No cabe plantear la pregunta: ¿por qué, pues, el sexo es tan
secreto? ¿qué fuerza es esa que tanto tiempo lo redujo al silencio y
que apenas acaba de aflojarse, permitiéndonos quizá interrogarlo,
pero siempre a partir y a través de su represión? En realidad, esa
pregunta tan a menudo repetida en nuestra época no es sino la forma
reciente de una afirmación considerable y de una prescripción secular:
allá lejos está la verdad; id a sorprenderla. Acheronta movebo: antigua decisión.
Vosotros que sois sabios, llenos de alta y profunda ciencia,
vosotros que concebís y sabéis
cómo, dónde y cuándo todo se une
…Vosotros, grandes sabios, decidme lo que pasa,
descubridme qué sucedió conmigo,
descubridme dónde, cómo y cuándo,
por qué tal cosa me ha ocurrido.(1)
Conviene, pues, preguntar antes que nada: ¿cuál es esa
conminación? ¿Por qué esa gran caza de la verdad del sexo, de la
verdad en el sexo?
En el relato de Diderot,* el buen genio Cucufa descubre en el
fondo de su bolsillo, entre algunas miserias —granos benditos,
pequeñas pagodas de plomo y peladillas enmohecidas—, el
minúsculo anillo de plata cuyo engaste, invertido, hace hablar a los
sexos que uno encuentra. Se lo da al sultán curioso. A nosotros nos
toca saber qué anillo maravilloso confiere entre nosotros un poder
semejante, en el dedo de cuál amo ha sido puesto; qué juego de
poder permite o supone, y cómo cada uno de nosotros pudo llegar a
ser respecto de su propio sexo y el de los otros una especie de sultán
atento e imprudente. A ese anillo mágico, a esa joya tan indiscreta
cuando se trata de hacer hablar a los demás pero tan poco elocuente
acerca de su propio mecanismo, conviene volverlo locuaz a su vez.
Hay que hacer la historia de esa voluntad de verdad, de esa petición
de saber que desde hace ya tantos siglos hace espejear el sexo: la
historia de una terquedad y un encarnizamiento. Más allá de sus
placeres posibles, ¿qué le pedimos al sexo, para obstinarnos así?
¿Qué es esa paciencia o avidez de constituirlo en el secreto, la causa
omnipotente, el sentido oculto, el miedo sin respiro? ¿Y por qué la
tarea de descubrir la difícil verdad se mudó finalmente en una
invitación a levantar las prohibiciones y desatar las ligaduras? ¿Era
pues tan arduo el trabajo, que había que hechizarlo con esa promesa?
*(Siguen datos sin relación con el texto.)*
//! Naive type inference for untyped variable initializers
//!
//! The rules look only at the shape of the right-hand side text and are
//! tried in order; the first that applies wins:
//!
//! | Initializer                 | Type                                   |
//! |-----------------------------|----------------------------------------|
//! | contains a quote character  | `string`                               |
//! | digits only                 | `number`                               |
//! | `true` / `false`            | `boolean`                              |
//! | contains `[` and `]`        | `any[]`                                |
//! | contains `{` and `}`        | `UTSJSONObject`                        |
//! | `new X(...)`                | `X`                                    |
//! | `name(...)`                 | declared return type of `name`, if any |
//! | anything else               | `any`                                  |

use once_cell::sync::Lazy;
use regex::Regex;

use super::SymbolKind;
use super::scanner::find_declaration;

pub const ARRAY_TYPE: &str = "any[]";
pub const OBJECT_TYPE: &str = "UTSJSONObject";
pub const UNKNOWN_TYPE: &str = "any";

static DIGITS: Lazy<Regex> = Lazy::new(|| Regex::new(r"^\d+$").expect("static pattern"));
static NEW_EXPRESSION: Lazy<Regex> =
    Lazy::new(|| Regex::new(r"^new\s+([A-Za-z_$][\w$]*)").expect("static pattern"));
static CALL_EXPRESSION: Lazy<Regex> =
    Lazy::new(|| Regex::new(r"^([A-Za-z_$][\w$]*)\s*\(").expect("static pattern"));

/// Infers the type of `initializer`, using `text` to look up the return
/// types of functions it calls.
pub fn infer_initializer_type(initializer: &str, text: &str) -> String {
    let rhs = initializer.trim().trim_end_matches(';').trim_end();

    if rhs.contains(['"', '\'', '`']) {
        return "string".to_string();
    }
    if DIGITS.is_match(rhs) {
        return "number".to_string();
    }
    if rhs == "true" || rhs == "false" {
        return "boolean".to_string();
    }
    if rhs.contains('[') && rhs.contains(']') {
        return ARRAY_TYPE.to_string();
    }
    if rhs.contains('{') && rhs.contains('}') {
        return OBJECT_TYPE.to_string();
    }
    if let Some(caps) = NEW_EXPRESSION.captures(rhs) {
        return caps[1].to_string();
    }
    if let Some(caps) = CALL_EXPRESSION.captures(rhs) {
        let callee = &caps[1];
        return find_declaration(text, callee, &[SymbolKind::Function, SymbolKind::GenericFunction])
            .and_then(|function| function.declared_type)
            .unwrap_or_else(|| UNKNOWN_TYPE.to_string());
    }

    UNKNOWN_TYPE.to_string()
}

#[cfg(test)]
mod tests {
    use super::*;
    use indoc::indoc;

    fn infer(rhs: &str) -> String {
        infer_initializer_type(rhs, "")
    }

    #[test]
    fn test_literal_shapes() {
        assert_eq!(infer("\"hello\""), "string");
        assert_eq!(infer("'single'"), "string");
        assert_eq!(infer("`template ${x}`"), "string");
        assert_eq!(infer("42"), "number");
        assert_eq!(infer("true"), "boolean");
        assert_eq!(infer("false;"), "boolean");
        assert_eq!(infer("[1, 2, 3]"), "any[]");
        assert_eq!(infer("{ a: 1 }"), "UTSJSONObject");
    }

    #[test]
    fn test_digits_only_means_integer_text() {
        assert_eq!(infer("3.14"), "any");
        assert_eq!(infer("-1"), "any");
    }

    #[test]
    fn test_quote_rule_comes_first() {
        assert_eq!(infer("[\"a\", \"b\"]"), "string");
        assert_eq!(infer("new Map([[1, 2]])"), "any[]");
    }

    #[test]
    fn test_constructor_and_call() {
        let text = indoc! {r#"
            function makeId(seed: number): string {
              return "id";
            }
            function noType(x) {}
        "#};
        assert_eq!(infer_initializer_type("new Point(1, 2)", text), "Point");
        assert_eq!(infer_initializer_type("makeId(3)", text), "string");
        assert_eq!(infer_initializer_type("noType(3)", text), "any");
        assert_eq!(infer_initializer_type("missing()", text), "any");
        assert_eq!(infer_initializer_type("someVariable", text), "any");
    }
}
O ese saber había llegado a tener tal precio —político, económico,
ético— que fue necesario, para sujetar a todos a él, asegurarle no sin
paradoja que allí se encontraría la liberación?
Para situar las investigaciones futuras, he aquí algunas
proposiciones generales concernientes a lo que se apuesta, al
método, al dominio por explorar y a las periodizaciones que es posible
admitir provisionalmente.

1 G.-A. Bürger, citado por Schopenhauer, Metafísica del amor. Les bijoux indiscrets: «Las joyas indiscretas.» [T.]